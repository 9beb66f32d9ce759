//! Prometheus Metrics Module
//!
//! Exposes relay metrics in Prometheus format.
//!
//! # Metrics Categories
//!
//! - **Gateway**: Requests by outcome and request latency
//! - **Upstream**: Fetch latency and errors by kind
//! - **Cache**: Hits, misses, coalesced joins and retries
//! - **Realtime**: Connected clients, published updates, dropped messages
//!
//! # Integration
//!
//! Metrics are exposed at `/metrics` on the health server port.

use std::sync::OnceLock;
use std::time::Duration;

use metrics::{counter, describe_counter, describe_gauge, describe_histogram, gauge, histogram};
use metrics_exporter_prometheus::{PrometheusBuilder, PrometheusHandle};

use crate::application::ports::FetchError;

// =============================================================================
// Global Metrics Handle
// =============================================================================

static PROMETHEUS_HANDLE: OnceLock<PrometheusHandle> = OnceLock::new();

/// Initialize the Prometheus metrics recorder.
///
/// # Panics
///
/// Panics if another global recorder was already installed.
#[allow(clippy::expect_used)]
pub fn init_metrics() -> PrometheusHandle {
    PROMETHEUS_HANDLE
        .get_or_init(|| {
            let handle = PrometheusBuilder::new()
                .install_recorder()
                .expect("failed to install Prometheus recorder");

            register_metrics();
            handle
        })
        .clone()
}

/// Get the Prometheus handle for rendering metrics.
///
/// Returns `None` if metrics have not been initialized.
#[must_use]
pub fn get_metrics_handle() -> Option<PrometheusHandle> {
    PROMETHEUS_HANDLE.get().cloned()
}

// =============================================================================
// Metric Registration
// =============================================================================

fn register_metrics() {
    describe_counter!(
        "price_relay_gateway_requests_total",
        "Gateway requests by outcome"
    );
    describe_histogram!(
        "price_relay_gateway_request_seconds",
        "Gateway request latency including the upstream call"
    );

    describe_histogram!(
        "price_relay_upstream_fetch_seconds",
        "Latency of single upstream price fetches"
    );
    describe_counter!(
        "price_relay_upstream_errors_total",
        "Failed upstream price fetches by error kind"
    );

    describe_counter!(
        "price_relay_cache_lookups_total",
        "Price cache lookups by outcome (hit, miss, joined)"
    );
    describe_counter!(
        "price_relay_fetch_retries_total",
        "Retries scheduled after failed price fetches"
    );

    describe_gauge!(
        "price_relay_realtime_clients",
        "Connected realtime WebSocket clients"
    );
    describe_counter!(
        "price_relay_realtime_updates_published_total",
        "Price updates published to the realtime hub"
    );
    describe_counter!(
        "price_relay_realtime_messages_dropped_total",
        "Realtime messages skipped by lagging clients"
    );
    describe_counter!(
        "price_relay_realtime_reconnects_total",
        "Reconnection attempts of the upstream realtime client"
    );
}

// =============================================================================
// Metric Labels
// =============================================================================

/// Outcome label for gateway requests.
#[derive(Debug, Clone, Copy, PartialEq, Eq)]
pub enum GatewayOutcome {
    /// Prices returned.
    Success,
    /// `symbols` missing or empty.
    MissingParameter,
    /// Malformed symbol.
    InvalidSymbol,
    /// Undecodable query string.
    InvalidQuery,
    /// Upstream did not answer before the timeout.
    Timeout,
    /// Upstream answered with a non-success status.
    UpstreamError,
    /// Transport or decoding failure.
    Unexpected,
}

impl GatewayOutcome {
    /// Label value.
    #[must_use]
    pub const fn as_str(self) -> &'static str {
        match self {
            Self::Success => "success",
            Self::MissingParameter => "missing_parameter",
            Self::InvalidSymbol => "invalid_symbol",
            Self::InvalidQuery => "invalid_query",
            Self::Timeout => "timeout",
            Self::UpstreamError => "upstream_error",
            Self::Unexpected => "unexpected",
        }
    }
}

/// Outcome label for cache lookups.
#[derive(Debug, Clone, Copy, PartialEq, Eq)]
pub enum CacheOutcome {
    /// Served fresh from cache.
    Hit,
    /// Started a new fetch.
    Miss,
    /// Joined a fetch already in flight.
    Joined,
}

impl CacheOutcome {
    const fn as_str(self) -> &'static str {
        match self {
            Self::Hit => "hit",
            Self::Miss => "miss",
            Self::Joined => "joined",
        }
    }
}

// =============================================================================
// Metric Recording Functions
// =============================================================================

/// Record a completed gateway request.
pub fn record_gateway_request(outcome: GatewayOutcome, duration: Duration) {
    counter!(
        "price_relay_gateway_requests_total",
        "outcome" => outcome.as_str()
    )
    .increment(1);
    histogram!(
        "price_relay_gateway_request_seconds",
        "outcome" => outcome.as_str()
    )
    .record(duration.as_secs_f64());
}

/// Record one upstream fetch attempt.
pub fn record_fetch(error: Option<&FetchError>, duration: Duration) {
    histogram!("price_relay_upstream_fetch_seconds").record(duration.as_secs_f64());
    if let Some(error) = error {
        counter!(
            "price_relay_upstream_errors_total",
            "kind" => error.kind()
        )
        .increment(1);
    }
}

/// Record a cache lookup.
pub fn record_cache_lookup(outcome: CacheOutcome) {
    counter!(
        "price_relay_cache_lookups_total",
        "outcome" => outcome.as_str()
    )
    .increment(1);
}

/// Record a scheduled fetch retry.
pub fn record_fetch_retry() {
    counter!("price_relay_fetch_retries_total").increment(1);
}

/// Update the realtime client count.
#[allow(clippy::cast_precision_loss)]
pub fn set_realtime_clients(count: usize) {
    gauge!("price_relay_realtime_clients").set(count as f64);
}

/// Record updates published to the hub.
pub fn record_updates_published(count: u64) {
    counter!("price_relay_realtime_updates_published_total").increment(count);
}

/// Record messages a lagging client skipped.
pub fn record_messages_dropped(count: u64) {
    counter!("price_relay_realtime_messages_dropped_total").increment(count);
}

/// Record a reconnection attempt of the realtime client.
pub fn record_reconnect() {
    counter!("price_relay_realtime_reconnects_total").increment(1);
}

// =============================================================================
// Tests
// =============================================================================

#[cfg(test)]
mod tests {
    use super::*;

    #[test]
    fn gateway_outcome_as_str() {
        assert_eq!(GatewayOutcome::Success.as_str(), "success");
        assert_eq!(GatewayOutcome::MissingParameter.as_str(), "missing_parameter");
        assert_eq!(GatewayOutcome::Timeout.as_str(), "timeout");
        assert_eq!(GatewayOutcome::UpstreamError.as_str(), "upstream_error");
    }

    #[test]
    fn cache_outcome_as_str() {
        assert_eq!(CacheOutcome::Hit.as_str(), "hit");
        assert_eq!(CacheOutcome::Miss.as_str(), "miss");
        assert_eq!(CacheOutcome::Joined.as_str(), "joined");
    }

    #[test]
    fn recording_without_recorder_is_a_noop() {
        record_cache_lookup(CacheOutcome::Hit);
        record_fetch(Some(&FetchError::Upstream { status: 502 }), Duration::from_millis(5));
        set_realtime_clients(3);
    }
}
- - -
> [Exercise goal]
Above are the entries. Output exactly the lines beginning with the line that has "use crate::application::ports::FetchError;" and ending with the line that has "static PROMETHEUS_HANDLE: OnceLock<PrometheusHandle>".

> [Reply]
use crate::application::ports::FetchError;

// =============================================================================
// Global Metrics Handle
// =============================================================================

static PROMETHEUS_HANDLE: OnceLock<PrometheusHandle> = OnceLock::new();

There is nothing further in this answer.